Genetic polymorphism of human C1R subcomponent of the first complement component in the Japanese population

Abstract

Genetic polymorphism of the C1R subcomponent of human complement component C1 has been investigated in neuraminidase treated EDTA plasma samples of 440 healthy Japanese individuals living in Tokyo by means of thin-layer polyacrylamide gel isoelectric focusing (PAGIEF) at pH 3.5–9.5 in the presence of 8.0 M urea followed by an electroblotting with enzyme immunoassay. Three common and three rare alleles were detected in the Japanese population.
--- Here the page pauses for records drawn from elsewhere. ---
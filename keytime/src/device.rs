use crate::codec::Key;
use crate::errors::DeviceError;

/// The output side of playback: something that can press keys.
///
/// Implementations report keys they cannot produce with
/// [`DeviceError::Unsupported`] and broken input transports with
/// [`DeviceError::Transport`].
pub trait KeyboardDevice: Send {
    /// Press and release a key
    fn tap(&mut self, key: Key) -> Result<(), DeviceError>;

    /// Press a key and keep it down
    fn press(&mut self, key: Key) -> Result<(), DeviceError>;

    /// Release a previously pressed key
    fn release(&mut self, key: Key) -> Result<(), DeviceError>;
}

impl<D: KeyboardDevice + ?Sized> KeyboardDevice for Box<D> {
    fn tap(&mut self, key: Key) -> Result<(), DeviceError> {
        (**self).tap(key)
    }

    fn press(&mut self, key: Key) -> Result<(), DeviceError> {
        (**self).press(key)
    }

    fn release(&mut self, key: Key) -> Result<(), DeviceError> {
        (**self).release(key)
    }
}
use keytime::{KeyEvent, KeyToken, KeytimeConfig, LogStore, NamedKey};
use keytime_capture::*;
use std::time::Duration;
use tokio::sync::mpsc;
use tokio_stream::StreamExt;

fn press_and_release(tx: &mpsc::UnboundedSender<HookEvent>, key: KeyEvent) {
    tx.send(HookEvent::Press(key.clone())).unwrap();
    tx.send(HookEvent::Release(key)).unwrap();
}

#[tokio::test]
async fn test_escape_ends_capture() {
    let mut session = CaptureSession::new(KeytimeConfig::default());
    let (tx, rx) = mpsc::unbounded_channel();
    for key in [KeyEvent::Char('h'), KeyEvent::Char('i'), KeyEvent::Escape, KeyEvent::Char('x')] {
        press_and_release(&tx, key);
    }

    let summary = session.run(rx).await;
    assert_eq!(summary.end, CaptureEnd::Escape);
    assert_eq!(summary.snapshot.string, "hi");
    assert_eq!(summary.snapshot.keystrokes.len(), 2);
    assert_eq!(summary.snapshot.keystrokes.as_slice()[0].delay, None);
}

#[tokio::test]
async fn test_stop_key_is_recorded_then_ends_capture() {
    let mut session = CaptureSession::new(KeytimeConfig::default());
    let (tx, rx) = mpsc::unbounded_channel();
    for key in [KeyEvent::Char('o'), KeyEvent::Char('k'), KeyEvent::Char('*')] {
        press_and_release(&tx, key);
    }

    let summary = session.run(rx).await;
    assert_eq!(summary.end, CaptureEnd::StopKey);
    let tokens: Vec<KeyToken> = summary.snapshot.keystrokes.iter().map(|k| k.key).collect();
    assert_eq!(
        tokens,
        vec![KeyToken::Printable('o'), KeyToken::Printable('k'), KeyToken::Stop]
    );
}

#[tokio::test]
async fn test_word_cap_ends_capture() {
    let config = KeytimeConfig {
        recorder_max_words: 2,
        ..Default::default()
    };
    let mut session = CaptureSession::new(config);
    let (tx, rx) = mpsc::unbounded_channel();
    for key in [
        KeyEvent::Char('a'),
        KeyEvent::Named(NamedKey::Space),
        KeyEvent::Char('b'),
        KeyEvent::Named(NamedKey::Space),
        KeyEvent::Char('c'),
    ] {
        press_and_release(&tx, key);
    }

    let summary = session.run(rx).await;
    assert_eq!(summary.end, CaptureEnd::WordCap);
    assert_eq!(summary.snapshot.string, "a b ");
    assert_eq!(summary.snapshot.word_count, 2);
}

#[tokio::test]
async fn test_closed_hook_ends_capture() {
    let mut session = CaptureSession::new(KeytimeConfig::default());
    let (tx, rx) = mpsc::unbounded_channel();
    press_and_release(&tx, KeyEvent::Char('a'));
    drop(tx);

    let summary = session.run(rx).await;
    assert_eq!(summary.end, CaptureEnd::HookClosed);
    assert_eq!(summary.snapshot.string, "a");
}

#[tokio::test(start_paused = true)]
async fn test_listen_timeout() {
    let config = KeytimeConfig {
        listen_timeout_seconds: 5.0,
        ..Default::default()
    };
    let mut session = CaptureSession::new(config);
    let (tx, rx) = mpsc::unbounded_channel::<HookEvent>();

    let start = tokio::time::Instant::now();
    let summary = session.run(rx).await;
    assert_eq!(summary.end, CaptureEnd::TimedOut);
    assert!(start.elapsed() >= Duration::from_secs(5));
    drop(tx);
}

#[tokio::test]
async fn test_event_stream_reports_captured_keys() {
    let mut session = CaptureSession::new(KeytimeConfig::default());
    let event_stream = session.event_stream();
    let (tx, rx) = mpsc::unbounded_channel();
    for key in [
        KeyEvent::Char('a'),
        KeyEvent::Unmapped("F1".to_string()),
        KeyEvent::Escape,
    ] {
        press_and_release(&tx, key);
    }
    session.run(rx).await;

    let events: Vec<CaptureEvent> = event_stream.take(4).collect().await;
    assert!(matches!(
        events[0],
        CaptureEvent::Recorded { token: KeyToken::Printable('a'), delay: None, .. }
    ));
    assert!(matches!(events[1], CaptureEvent::Ignored { ref key, .. } if key.contains("F1")));
    assert!(matches!(events[2], CaptureEvent::Ignored { .. }));
    assert!(matches!(
        events[3],
        CaptureEvent::Finished { reason: CaptureEnd::Escape, .. }
    ));
}

#[tokio::test]
async fn test_save_appends_to_store() {
    let dir = tempfile::tempdir().unwrap();
    let store = LogStore::new(dir.path().join("logs.json"));

    let mut session = CaptureSession::new(KeytimeConfig::default());
    assert!(session.save(&store).is_err());

    let (tx, rx) = mpsc::unbounded_channel();
    for key in [
        KeyEvent::Char('h'),
        KeyEvent::Char('e'),
        KeyEvent::Char('y'),
        KeyEvent::Named(NamedKey::Backspace),
        KeyEvent::Char('y'),
        KeyEvent::Escape,
    ] {
        press_and_release(&tx, key);
    }
    session.run(rx).await;

    let log = session.save(&store).unwrap();
    assert_eq!(log.string, "hey");
    assert_eq!(log.keystrokes.len(), 5);
    assert_eq!(store.find(&log.id).unwrap(), Some(log));
}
Of these, two common alleles were identical to C1R ∗1 and C1R ∗2 and other new alleles were tentatively designated C1R ∗3, C1R ∗4, C1R ∗5 and C1R ∗6, respectively. The results of the family studies suggested that the genetic model for C1R polymorphism assumed autosomal codominant Mendelian inheritance. The allele frequencies were estimated as C1R ∗1 = 0.4216, C1R ∗2 = 0.3602, C1R ∗3 = 0.2068, C1R ∗4 = 0.0091 and C1R ∗R(C1R ∗5 and C1R ∗6) = 0.0023, respectively. The distribution of allotypes fitted the Hardy-Weinberg equilibrium. The C1R system provides a useful genetic marker for human genetics, anthropologic studies and forensic science.